Reproduce the data exactly, leaving nothing out.

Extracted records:

╔══

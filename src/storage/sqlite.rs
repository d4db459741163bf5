//! SQLite storage implementation
//!
//! This module provides a SQLite-based implementation of the Storage trait.

use crate::storage::schema::initialize_schema;
use crate::storage::traits::{Storage, StorageResult};
use crate::storage::{CrawlTarget, DomainStats, PageRecord};
use crate::CrawlerError;
use chrono::Utc;
use rusqlite::{params, Connection, OptionalExtension, Row};
use std::path::Path;

const PAGE_COLUMNS: &str = "url, domain, html, title, meta_description, status_code, \
                            content_type, error, metadata, fetched_at";

/// SQLite storage backend
pub struct SqliteStorage {
    conn: Connection,
}

impl SqliteStorage {
    /// Creates a new SqliteStorage instance
    ///
    /// # Arguments
    ///
    /// * `path` - Path to the SQLite database file
    ///
    /// # Returns
    ///
    /// * `Ok(SqliteStorage)` - Successfully opened/created database
    /// * `Err(CrawlerError)` - Failed to open database
    pub fn new(path: &Path) -> Result<Self, CrawlerError> {
        if let Some(parent) = path.parent().filter(|p| !p.as_os_str().is_empty()) {
            std::fs::create_dir_all(parent)?;
        }
        let conn = Connection::open(path)?;

        // Configure SQLite for better performance
        conn.execute_batch(
            "
            PRAGMA journal_mode = WAL;
            PRAGMA synchronous = NORMAL;
            PRAGMA temp_store = MEMORY;
            PRAGMA mmap_size = 268435456;
        ",
        )?;

        initialize_schema(&conn)?;

        Ok(Self { conn })
    }

    /// Creates an in-memory database
    pub fn new_in_memory() -> Result<Self, CrawlerError> {
        let conn = Connection::open_in_memory()?;
        initialize_schema(&conn)?;
        Ok(Self { conn })
    }

    fn count(&self, sql: &str, domain: &str) -> StorageResult<u64> {
        let count: i64 = self.conn.query_row(sql, params![domain], |row| row.get(0))?;
        Ok(count.max(0) as u64)
    }
}

/// Row fields in `PAGE_COLUMNS` order, metadata still as JSON
type RawPage = (PageRecord, Option<String>);

fn read_page_row(row: &Row<'_>) -> rusqlite::Result<RawPage> {
    Ok((
        PageRecord {
            url: row.get(0)?,
            domain: row.get(1)?,
            html: row.get(2)?,
            title: row.get(3)?,
            meta_description: row.get(4)?,
            status_code: row.get(5)?,
            content_type: row.get(6)?,
            error: row.get(7)?,
            metadata: None,
            fetched_at: row.get(9)?,
        },
        row.get(8)?,
    ))
}

fn decode_page((mut page, metadata): RawPage) -> StorageResult<PageRecord> {
    if let Some(json) = metadata {
        page.metadata = Some(serde_json::from_str(&json)?);
    }
    Ok(page)
}

impl Storage for SqliteStorage {
    // ===== Page Cache =====

    fn get_cached_page(&self, url: &str) -> StorageResult<Option<PageRecord>> {
        let raw = self
            .conn
            .query_row(
                &format!("SELECT {} FROM page_cache WHERE url = ?1", PAGE_COLUMNS),
                params![url],
                read_page_row,
            )
            .optional()?;

        raw.map(decode_page).transpose()
    }

    fn save_cached_page(&mut self, page: &PageRecord) -> StorageResult<()> {
        let metadata = page
            .metadata
            .as_ref()
            .map(serde_json::to_string)
            .transpose()?;

        self.conn.execute(
            &format!(
                "INSERT OR REPLACE INTO page_cache ({}) \
                 VALUES (?1, ?2, ?3, ?4, ?5, ?6, ?7, ?8, ?9, ?10)",
                PAGE_COLUMNS
            ),
            params![
                page.url,
                page.domain,
                page.html,
                page.title,
                page.meta_description,
                page.status_code,
                page.content_type,
                page.error,
                metadata,
                page.fetched_at,
            ],
        )?;
        Ok(())
    }

    fn get_crawled_pages_for_domain(&self, domain: &str) -> StorageResult<Vec<PageRecord>> {
        let mut stmt = self.conn.prepare(&format!(
            "SELECT {} FROM page_cache WHERE domain = ?1 AND error IS NULL \
             ORDER BY fetched_at, url",
            PAGE_COLUMNS
        ))?;

        let rows = stmt
            .query_map(params![domain], read_page_row)?
            .collect::<Result<Vec<_>, _>>()?;

        rows.into_iter().map(decode_page).collect()
    }

    // ===== Discovery Queue =====

    fn add_discovered_url(&mut self, target: &CrawlTarget) -> StorageResult<bool> {
        let now = Utc::now().to_rfc3339();
        let inserted = self.conn.execute(
            "INSERT OR IGNORE INTO discovered_urls (url, domain, discovered_from, discovered_at) \
             VALUES (?1, ?2, ?3, ?4)",
            params![target.url, target.domain, target.discovered_from, now],
        )?;
        Ok(inserted > 0)
    }

    fn get_uncrawled_urls(
        &self,
        domain: &str,
        limit: usize,
        prioritize_homepage: bool,
    ) -> StorageResult<Vec<String>> {
        // A root URL has its first '/' after the scheme as its last character
        let mut stmt = self.conn.prepare(
            "SELECT url FROM discovered_urls
             WHERE domain = ?1 AND crawled = 0
             ORDER BY CASE WHEN ?2 AND instr(substr(url, instr(url, '://') + 3), '/')
                                     = length(substr(url, instr(url, '://') + 3))
                      THEN 0 ELSE 1 END,
                      id
             LIMIT ?3",
        )?;

        let limit = i64::try_from(limit).unwrap_or(i64::MAX);
        let urls = stmt
            .query_map(params![domain, prioritize_homepage, limit], |row| {
                row.get::<_, String>(0)
            })?
            .collect::<Result<Vec<_>, _>>()?;

        Ok(urls)
    }

    fn mark_url_as_crawled(&mut self, url: &str, domain: &str) -> StorageResult<()> {
        let now = Utc::now().to_rfc3339();
        let updated = self.conn.execute(
            "UPDATE discovered_urls SET crawled = 1, crawled_at = ?1 WHERE url = ?2",
            params![now, url],
        )?;

        if updated == 0 {
            self.conn.execute(
                "INSERT INTO discovered_urls (url, domain, discovered_at, crawled, crawled_at) \
                 VALUES (?1, ?2, ?3, 1, ?3)",
                params![url, domain, now],
            )?;
        }
        Ok(())
    }

    // ===== Maintenance =====

    fn clear_domain(&mut self, domain: &str) -> StorageResult<()> {
        let tx = self.conn.transaction()?;
        tx.execute("DELETE FROM page_cache WHERE domain = ?1", params![domain])?;
        tx.execute("DELETE FROM discovered_urls WHERE domain = ?1", params![domain])?;
        tx.commit()?;
        Ok(())
    }

    fn domain_stats(&self, domain: &str) -> StorageResult<DomainStats> {
        Ok(DomainStats {
            domain: domain.to_string(),
            discovered: self.count("SELECT COUNT(*) FROM discovered_urls WHERE domain = ?1", domain)?,
            crawled: self.count(
                "SELECT COUNT(*) FROM discovered_urls WHERE domain = ?1 AND crawled = 1",
                domain,
            )?,
            cached_pages: self.count("SELECT COUNT(*) FROM page_cache WHERE domain = ?1", domain)?,
            failed_pages: self.count(
                "SELECT COUNT(*) FROM page_cache WHERE domain = ?1 AND error IS NOT NULL",
                domain,
            )?,
        })
    }
}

╚══

- **The completed task**
filename src/storage/sqlite.rs
repository d4db459741163bf5
//! SQLite storage implementation
//!
//! This module provides a SQLite-based implementation of the Storage trait.

use crate::storage::schema::initialize_schema;
use crate::storage::traits::{Storage, StorageResult};
use crate::storage::{CrawlTarget, DomainStats, PageRecord};
use crate::CrawlerError;
use chrono::Utc;
use rusqlite::{params, Connection, OptionalExtension, Row};
use std::path::Path;

const PAGE_COLUMNS: &str = "url, domain, html, title, meta_description, status_code, \
                            content_type, error, metadata, fetched_at";

/// SQLite storage backend
pub struct SqliteStorage {
    conn: Connection,
}

impl SqliteStorage {
    /// Creates a new SqliteStorage instance
    ///
    /// # Arguments
    ///
    /// * `path` - Path to the SQLite database file
    ///
    /// # Returns
    ///
    /// * `Ok(SqliteStorage)` - Successfully opened/created database
    /// * `Err(CrawlerError)` - Failed to open database
    pub fn new(path: &Path) -> Result<Self, CrawlerError> {
        if let Some(parent) = path.parent().filter(|p| !p.as_os_str().is_empty()) {
            std::fs::create_dir_all(parent)?;
        }
        let conn = Connection::open(path)?;

        // Configure SQLite for better performance
        conn.execute_batch(
            "
            PRAGMA journal_mode = WAL;
            PRAGMA synchronous = NORMAL;
            PRAGMA temp_store = MEMORY;
            PRAGMA mmap_size = 268435456;
        ",
        )?;

        initialize_schema(&conn)?;

        Ok(Self { conn })
    }

    /// Creates an in-memory database
    pub fn new_in_memory() -> Result<Self, CrawlerError> {
        let conn = Connection::open_in_memory()?;
        initialize_schema(&conn)?;
        Ok(Self { conn })
    }

    fn count(&self, sql: &str, domain: &str) -> StorageResult<u64> {
        let count: i64 = self.conn.query_row(sql, params![domain], |row| row.get(0))?;
        Ok(count.max(0) as u64)
    }
}

/// Row fields in `PAGE_COLUMNS` order, metadata still as JSON
type RawPage = (PageRecord, Option<String>);

fn read_page_row(row: &Row<'_>) -> rusqlite::Result<RawPage> {
    Ok((
        PageRecord {
            url: row.get(0)?,
            domain: row.get(1)?,
            html: row.get(2)?,
            title: row.get(3)?,
            meta_description: row.get(4)?,
            status_code: row.get(5)?,
            content_type: row.get(6)?,
            error: row.get(7)?,
            metadata: None,
            fetched_at: row.get(9)?,
        },
        row.get(8)?,
    ))
}

fn decode_page((mut page, metadata): RawPage) -> StorageResult<PageRecord> {
    if let Some(json) = metadata {
        page.metadata = Some(serde_json::from_str(&json)?);
    }
    Ok(page)
}

impl Storage for SqliteStorage {
    // ===== Page Cache =====

    fn get_cached_page(&self, url: &str) -> StorageResult<Option<PageRecord>> {
        let raw = self
            .conn
            .query_row(
                &format!("SELECT {} FROM page_cache WHERE url = ?1", PAGE_COLUMNS),
                params![url],
                read_page_row,
            )
            .optional()?;

        raw.map(decode_page).transpose()
    }

    fn save_cached_page(&mut self, page: &PageRecord) -> StorageResult<()> {
        let metadata = page
            .metadata
            .as_ref()
            .map(serde_json::to_string)
            .transpose()?;

        self.conn.execute(
            &format!(
                "INSERT OR REPLACE INTO page_cache ({}) \
                 VALUES (?1, ?2, ?3, ?4, ?5, ?6, ?7, ?8, ?9, ?10)",
                PAGE_COLUMNS
            ),
            params![
                page.url,
                page.domain,
                page.html,
                page.title,
                page.meta_description,
                page.status_code,
                page.content_type,
                page.error,
                metadata,
                page.fetched_at,
            ],
        )?;
        Ok(())
    }

    fn get_crawled_pages_for_domain(&self, domain: &str) -> StorageResult<Vec<PageRecord>> {
        let mut stmt = self.conn.prepare(&format!(
            "SELECT {} FROM page_cache WHERE domain = ?1 AND error IS NULL \
             ORDER BY fetched_at, url",
            PAGE_COLUMNS
        ))?;

        let rows = stmt
            .query_map(params![domain], read_page_row)?
            .collect::<Result<Vec<_>, _>>()?;

        rows.into_iter().map(decode_page).collect()
    }

    // ===== Discovery Queue =====

    fn add_discovered_url(&mut self, target: &CrawlTarget) -> StorageResult<bool> {
        let now = Utc::now().to_rfc3339();
        let inserted = self.conn.execute(
            "INSERT OR IGNORE INTO discovered_urls (url, domain, discovered_from, discovered_at) \
             VALUES (?1, ?2, ?3, ?4)",
            params![target.url, target.domain, target.discovered_from, now],
        )?;
        Ok(inserted > 0)
    }

    fn get_uncrawled_urls(
        &self,
        domain: &str,
        limit: usize,
        prioritize_homepage: bool,
    ) -> StorageResult<Vec<String>> {
        // A root URL has its first '/' after the scheme as its last character
        let mut stmt = self.conn.prepare(
            "SELECT url FROM discovered_urls
             WHERE domain = ?1 AND crawled = 0
             ORDER BY CASE WHEN ?2 AND instr(substr(url, instr(url, '://') + 3), '/')
                                     = length(substr(url, instr(url, '://') + 3))
                      THEN 0 ELSE 1 END,
                      id
             LIMIT ?3",
        )?;

        let limit = i64::try_from(limit).unwrap_or(i64::MAX);
        let urls = stmt
            .query_map(params![domain, prioritize_homepage, limit], |row| {
                row.get::<_, String>(0)
            })?
            .collect::<Result<Vec<_>, _>>()?;

        Ok(urls)
    }

    fn mark_url_as_crawled(&mut self, url: &str, domain: &str) -> StorageResult<()> {
        let now = Utc::now().to_rfc3339();
        let updated = self.conn.execute(
            "UPDATE discovered_urls SET crawled = 1, crawled_at = ?1 WHERE url = ?2",
            params![now, url],
        )?;

        if updated == 0 {
            self.conn.execute(
                "INSERT INTO discovered_urls (url, domain, discovered_at, crawled, crawled_at) \
                 VALUES (?1, ?2, ?3, 1, ?3)",
                params![url, domain, now],
            )?;
        }
        Ok(())
    }

    // ===== Maintenance =====

    fn clear_domain(&mut self, domain: &str) -> StorageResult<()> {
        let tx = self.conn.transaction()?;
        tx.execute("DELETE FROM page_cache WHERE domain = ?1", params![domain])?;
        tx.execute("DELETE FROM discovered_urls WHERE domain = ?1", params![domain])?;
        tx.commit()?;
        Ok(())
    }

    fn domain_stats(&self, domain: &str) -> StorageResult<DomainStats> {
        Ok(DomainStats {
            domain: domain.to_string(),
            discovered: self.count("SELECT COUNT(*) FROM discovered_urls WHERE domain = ?1", domain)?,
            crawled: self.count(
                "SELECT COUNT(*) FROM discovered_urls WHERE domain = ?1 AND crawled = 1",
                domain,
            )?,
            cached_pages: self.count("SELECT COUNT(*) FROM page_cache WHERE domain = ?1", domain)?,
            failed_pages: self.count(
                "SELECT COUNT(*) FROM page_cache WHERE domain = ?1 AND error IS NOT NULL",
                domain,
            )?,
        })
    }
}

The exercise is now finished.